Genes change, says Shapiro, as a consequent of ‘natural genetic engineering,’ not from accidents — but a constant dynamic process of adaptation between an organism and its environment.
‘Today we know that biological molecules change their structures as they interact with other molecules,’ he says, ‘and these structural changes contain information about the external environment and conditions within the cells.’
Shapiro likes to refer to the genome as a ‘read-write memory system,’ rather than blueprint, that gets modified by a host of influences – internal and external.
All of this suggests something enormous. Modern evolutionary synthesis emphasizes that your future is a genetic crap shoot — a case of good or bad genes.

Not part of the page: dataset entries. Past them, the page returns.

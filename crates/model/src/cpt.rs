//! Conditional probability tables.

use crate::error::ModelError;
use std::fmt;

/// One row of a CPT: P(variable = outcome | parents = parent_outcomes).
#[derive(Debug, Clone, PartialEq)]
pub struct CptRow {
    pub outcome: String,
    /// Ordered identically to the owning variable's parent list.
    pub parent_outcomes: Vec<String>,
    pub probability: f64,
}

/// A conditional probability table for one variable given its parents.
///
/// Invariants, checked by [`Cpt::validate`]:
/// - exactly one row per (outcome × parent-outcome cross product),
/// - for each fixed parent-outcome vector the probabilities over the
///   variable's outcomes sum to 1 within a tolerance.
#[derive(Debug, Clone, PartialEq)]
pub struct Cpt {
    rows: Vec<CptRow>,
}

impl Cpt {
    pub fn new(rows: Vec<CptRow>) -> Self {
        Self { rows }
    }

    pub fn rows(&self) -> &[CptRow] {
        &self.rows
    }

    /// Direct row lookup. Returns `None` when no row matches.
    pub fn probability(&self, outcome: &str, parent_outcomes: &[&str]) -> Option<f64> {
        self.rows
            .iter()
            .find(|row| {
                row.outcome == outcome
                    && row.parent_outcomes.len() == parent_outcomes.len()
                    && row
                        .parent_outcomes
                        .iter()
                        .zip(parent_outcomes)
                        .all(|(a, b)| a == b)
            })
            .map(|row| row.probability)
    }

    /// Check completeness and per-parent-assignment normalization.
    ///
    /// `parent_outcome_lists` holds, per parent and in parent-list order, the
    /// outcomes that parent can take.
    pub fn validate(
        &self,
        variable: &str,
        outcomes: &[String],
        parent_outcome_lists: &[&[String]],
        tolerance: f64,
    ) -> Result<(), ModelError> {
        let malformed = |reason: String| ModelError::MalformedTable {
            variable: variable.to_string(),
            reason,
        };

        let combinations: usize = parent_outcome_lists.iter().map(|l| l.len()).product();
        let expected = outcomes.len() * combinations;
        if self.rows.len() != expected {
            return Err(malformed(format!(
                "expected {} rows ({} outcomes x {} parent combinations), found {}",
                expected,
                outcomes.len(),
                combinations,
                self.rows.len()
            )));
        }

        for row in &self.rows {
            if !outcomes.contains(&row.outcome) {
                return Err(malformed(format!("unknown outcome '{}'", row.outcome)));
            }
            if row.parent_outcomes.len() != parent_outcome_lists.len() {
                return Err(malformed(format!(
                    "row for '{}' has {} parent outcomes, expected {}",
                    row.outcome,
                    row.parent_outcomes.len(),
                    parent_outcome_lists.len()
                )));
            }
            for (value, valid) in row.parent_outcomes.iter().zip(parent_outcome_lists) {
                if !valid.contains(value) {
                    return Err(malformed(format!("unknown parent outcome '{}'", value)));
                }
            }
            if !(0.0..=1.0).contains(&row.probability) {
                return Err(malformed(format!(
                    "probability {} outside [0, 1]",
                    row.probability
                )));
            }
        }

        // Walk every parent combination: each (outcome, combination) pair must
        // appear exactly once and each combination's column must sum to 1.
        for index in 0..combinations {
            let combination = decode_combination(index, parent_outcome_lists);
            let mut sum = 0.0;
            for outcome in outcomes {
                let matching = self
                    .rows
                    .iter()
                    .filter(|row| {
                        row.outcome == *outcome
                            && row
                                .parent_outcomes
                                .iter()
                                .zip(&combination)
                                .all(|(a, b)| a == *b)
                    })
                    .count();
                match matching {
                    0 => {
                        return Err(malformed(format!(
                            "missing row for outcome '{}' given {:?}",
                            outcome, combination
                        )))
                    }
                    1 => {}
                    n => {
                        return Err(malformed(format!(
                            "{} duplicate rows for outcome '{}' given {:?}",
                            n, outcome, combination
                        )))
                    }
                }
                sum += self
                    .probability(outcome, &combination)
                    .unwrap_or_default();
            }
            if (sum - 1.0).abs() > tolerance {
                return Err(malformed(format!(
                    "rows for parents {:?} sum to {} (expected 1.0)",
                    combination, sum
                )));
            }
        }

        Ok(())
    }
}

impl fmt::Display for Cpt {
    fn fmt(&self, f: &mut fmt::Formatter<'_>) -> fmt::Result {
        for row in &self.rows {
            writeln!(
                f,
                "{} | {} : {:.4}",
                row.outcome,
                row.parent_outcomes.join(", "),
                row.probability
            )?;
        }
        Ok(())
    }
}

/// Decode a combination index into one outcome per parent (row-major).
fn decode_combination<'a>(mut index: usize, lists: &[&'a [String]]) -> Vec<&'a str> {
    let mut values = vec![""; lists.len()];
    for i in (0..lists.len()).rev() {
        let len = lists[i].len();
        values[i] = lists[i][index % len].as_str();
        index /= len;
    }
    values
}

#[cfg(test)]
mod tests {
    use super::*;

    fn coin_given_weather() -> Cpt {
        Cpt::new(vec![
            CptRow {
                outcome: "h".into(),
                parent_outcomes: vec!["sun".into()],
                probability: 0.6,
            },
            CptRow {
                outcome: "t".into(),
                parent_outcomes: vec!["sun".into()],
                probability: 0.4,
            },
            CptRow {
                outcome: "h".into(),
                parent_outcomes: vec!["rain".into()],
                probability: 0.5,
            },
            CptRow {
                outcome: "t".into(),
                parent_outcomes: vec!["rain".into()],
                probability: 0.5,
            },
        ])
    }

    #[test]
    fn test_lookup() {
        let cpt = coin_given_weather();
        assert_eq!(cpt.probability("h", &["sun"]), Some(0.6));
        assert_eq!(cpt.probability("t", &["rain"]), Some(0.5));
        assert_eq!(cpt.probability("h", &["snow"]), None);
    }

    #[test]
    fn test_validate_complete_table() {
        let cpt = coin_given_weather();
        let outcomes = vec!["h".to_string(), "t".to_string()];
        let weather = vec!["sun".to_string(), "rain".to_string()];
        assert!(cpt
            .validate("Coin", &outcomes, &[&weather], 1e-5)
            .is_ok());
    }

    #[test]
    fn test_validate_missing_row() {
        let mut rows = coin_given_weather().rows().to_vec();
        rows.pop();
        let cpt = Cpt::new(rows);
        let outcomes = vec!["h".to_string(), "t".to_string()];
        let weather = vec!["sun".to_string(), "rain".to_string()];
        let result = cpt.validate("Coin", &outcomes, &[&weather], 1e-5);
        assert!(matches!(result, Err(ModelError::MalformedTable { .. })));
    }

    #[test]
    fn test_validate_normalization_drift() {
        let mut rows = coin_given_weather().rows().to_vec();
        rows[0].probability = 0.7; // h|sun + t|sun = 1.1
        let cpt = Cpt::new(rows);
        let outcomes = vec!["h".to_string(), "t".to_string()];
        let weather = vec!["sun".to_string(), "rain".to_string()];
        let result = cpt.validate("Coin", &outcomes, &[&weather], 1e-5);
        assert!(matches!(result, Err(ModelError::MalformedTable { .. })));
    }
}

Presently we are discovering that the natural world is created as a dynamic, symbiotic partnership, and evolutionary change, in a sense, is prompted by a joint solution, restoring balance and harmony when an organism is out of alignment with its environment.
So the big question is not simply how we humans are going to amend the havoc we’ve wreaked upon the earth.
The question is how are all these planetary crises of late — global warming, increased natural disasters and ecological crises — going to adapt us so that we may continue to live here and at last in harmony with all these changed surroundings?